Excerpted data.

▬▬▬▬▬▬

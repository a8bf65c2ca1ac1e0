//! # raftlog Testkit
//!
//! Test utilities for raftlog.
//!
//! This crate provides:
//! - Temporary journal fixtures that can be reopened in place
//! - Property-based test generators using proptest
//! - A model of journal contents for operation-sequence checking
//! - Crash recovery harnesses that damage segment files
//! - Stress testing utilities
//!
//! ## Usage
//!
//! ```rust
//! use raftlog_testkit::prelude::*;
//! use raftlog_core::StorageLevel;
//!
//! with_temp_journal(StorageLevel::Disk, |journal| {
//!     assert_eq!(journal.last_index(), 0);
//! });
//! ```

#![deny(unsafe_code)]
#![warn(missing_docs)]

pub mod crash;
pub mod fixtures;
pub mod generators;
pub mod model;
pub mod stress;

/// Prelude module for convenient imports
pub mod prelude {
    pub use crate::crash::*;
    pub use crate::fixtures::*;
    pub use crate::generators::*;
    pub use crate::model::*;
    pub use crate::stress::*;
}

pub use fixtures::*;
pub use generators::*;
pub use stress::*;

▬▬▬▬▬▬

What the task requires.
Everything in the listing needs to be duplicated exactly, line for line.

Answer section.
repository a8bf65c2ca1ac1e0
//! # raftlog Testkit
//!
//! Test utilities for raftlog.
//!
//! This crate provides:
//! - Temporary journal fixtures that can be reopened in place
//! - Property-based test generators using proptest
//! - A model of journal contents for operation-sequence checking
//! - Crash recovery harnesses that damage segment files
//! - Stress testing utilities
//!
//! ## Usage
//!
//! ```rust
//! use raftlog_testkit::prelude::*;
//! use raftlog_core::StorageLevel;
//!
//! with_temp_journal(StorageLevel::Disk, |journal| {
//!     assert_eq!(journal.last_index(), 0);
//! });
//! ```

#![deny(unsafe_code)]
#![warn(missing_docs)]

pub mod crash;
pub mod fixtures;
pub mod generators;
pub mod model;
pub mod stress;

/// Prelude module for convenient imports
pub mod prelude {
    pub use crate::crash::*;
    pub use crate::fixtures::*;
    pub use crate::generators::*;
    pub use crate::model::*;
    pub use crate::stress::*;
}

pub use fixtures::*;
pub use generators::*;
pub use stress::*;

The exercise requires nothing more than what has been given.